Steps to reproduce the behavior:

Using a CSV file with CRLF line endings (url), decode with this:

    let decoder = try CSVDecoder(configuration: {
        $0.encoding = .utf8
        $0.bufferingStrategy = .sequential
        $0.headerStrategy = .firstLine
        $0.trimStrategy = .whitespaces
        $0.delimiters.row = "\r\n" // or "\n", also fails
    }).lazy(from: url)

Expected behavior

No error

System

  • CodableCSV: 0.6.6

Additional context

This was introduced in v0.6.6

@xsleonard xsleonard added the bug Something isn't working label Mar 20, 2021
@dehesa
Copy link
Owner

dehesa commented Mar 20, 2021

Hi @xsleonard, I am out for the weekend so I don't think I will manage to solve this till Tuesday. Your bug description seems clear and I believe I understand the problem, but I would appreciate if you could provide a CSV with two or three rows (of dummy data) triggering the problem.
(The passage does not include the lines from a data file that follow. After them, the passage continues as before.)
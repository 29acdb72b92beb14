//! WebSocket endpoint

pub mod handler;

pub use handler::ws_handler;
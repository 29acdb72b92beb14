//! Sliding-window throttle for client direction input

use std::collections::VecDeque;
use std::time::{Duration, Instant};

use crate::config::{MAX_COMMANDS_PER_WINDOW, MAX_THROTTLE_VIOLATIONS, THROTTLE_WINDOW_MS};

/// Verdict for one inbound command
#[derive(Debug, Clone, Copy, PartialEq, Eq)]
pub enum Admit {
    /// Forward the command to the session
    Allowed,
    /// Over the window limit; drop the command
    Dropped,
    /// Too many violations; close the connection
    Kick,
}

/// Per-connection command throttle.
///
/// Keyboard autorepeat and scripted spam can flood direction changes far
/// faster than one per tick; commands above the window limit are dropped,
/// and repeated flooding closes the connection.
#[derive(Debug)]
pub struct InputThrottle {
    command_times: VecDeque<Instant>,
    violations: u32,
}

impl Default for InputThrottle {
    fn default() -> Self {
        Self::new()
    }
}

impl InputThrottle {
    pub fn new() -> Self {
        Self {
            command_times: VecDeque::with_capacity(MAX_COMMANDS_PER_WINDOW as usize + 1),
            violations: 0,
        }
    }

    /// Judge a command arriving now
    pub fn admit(&mut self) -> Admit {
        self.admit_at(Instant::now())
    }

    fn admit_at(&mut self, now: Instant) -> Admit {
        let window_start = now - Duration::from_millis(THROTTLE_WINDOW_MS);

        while let Some(front) = self.command_times.front() {
            if *front < window_start {
                self.command_times.pop_front();
            } else {
                break;
            }
        }

        if self.command_times.len() < MAX_COMMANDS_PER_WINDOW as usize {
            self.command_times.push_back(now);
            return Admit::Allowed;
        }

        self.violations += 1;
        if self.violations >= MAX_THROTTLE_VIOLATIONS {
            Admit::Kick
        } else {
            Admit::Dropped
        }
    }

    /// Violations so far on this connection
    pub fn violations(&self) -> u32 {
        self.violations
    }
}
That way I can even include it as a test so it doesn't happen again.

@xsleonard
Copy link
Contributor Author

Ok, I'll look into more on Monday as well.
The attached file is the simplest case with a header (1 column) so its easier to step through in debugging.
It has a .txt extension because .csv extensions are blocked for upload here, you can rename it as .csv.
csv-crlf.txt

@xsleonard
Copy link
Contributor Author

xsleonard commented Mar 21, 2021

Using a trimStrategy of ["\r"] avoids a crash (CharacterSet.whitespaces.union(["\r"]) in my case).

A more intuitive solution would accept multicharacter Delimiter.Row (that's what I was doing before, $0.delimiter.row = "\r\n") but seems trickier to implement in the _parseEscapedField function.

@dehesa
Copy link
Owner

dehesa commented Mar 23, 2021

Hey @xsleonard. I built some tests and tried your file and everything worked.
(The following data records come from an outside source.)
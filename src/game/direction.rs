//! Direction enum for snake movement

/// Direction of movement
#[derive(Debug, Clone, Copy, PartialEq, Eq, Hash)]
pub enum Direction {
    /// Moving up one row
    Up,
    /// Moving down one row
    Down,
    /// Moving left one column
    Left,
    /// Moving right one column
    Right,
}

impl Direction {
    /// Parse a browser key name ("ArrowUp") or short alias ("up")
    pub fn from_key(s: &str) -> Option<Self> {
        match s.to_ascii_lowercase().as_str() {
            "arrowup" | "up" => Some(Direction::Up),
            "arrowdown" | "down" => Some(Direction::Down),
            "arrowleft" | "left" => Some(Direction::Left),
            "arrowright" | "right" => Some(Direction::Right),
            _ => None,
        }
    }

    /// Check if this direction is the exact reverse of another
    pub fn is_opposite(&self, other: Direction) -> bool {
        matches!(
            (self, other),
            (Direction::Up, Direction::Down)
                | (Direction::Down, Direction::Up)
                | (Direction::Left, Direction::Right)
                | (Direction::Right, Direction::Left)
        )
    }

    /// Check if the movement is along a row
    pub fn is_horizontal(&self) -> bool {
        matches!(self, Direction::Left | Direction::Right)
    }
}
extension DecodingBadInputTests {
    /// Tests CRLF delimiters with escape fields.
    func testFileCRLF() throws {
        let decoder = CSVDecoder {
            $0.encoding = .utf8
            $0.bufferingStrategy = .sequential
            $0.headerStrategy = .firstLine
            $0.trimStrategy = .whitespaces
            $0.delimiters.row = "\r\n"
        }
        let file = try decoder.decode([[String]].self, from: URL(fileURLWithPath: "/Users/marcos/Desktop/test.csv"))
        XCTAssertEqual(1, file.count)
        XCTAssertEqual(["G"], file[0])
    }
   
    /// Tests CRLF delimiters with escape fields.
    func testLazyFileCRLF() throws {
        let decoder = try CSVDecoder {
            $0.encoding = .utf8
            $0.bufferingStrategy = .sequential
            $0.headerStrategy = .firstLine
            $0.trimStrategy = .whitespaces
            $0.delimiters.row = "\r\n"
        }.lazy(from: URL(fileURLWithPath: "/Users/marcos/Desktop/test.csv"))
        XCTAssertEqual(["G"], try decoder.decodeRow([String].self))
        XCTAssertNil(decoder.next())
    }
}

I also recreated the file in code in case you sent me an invalid file, but it also worked.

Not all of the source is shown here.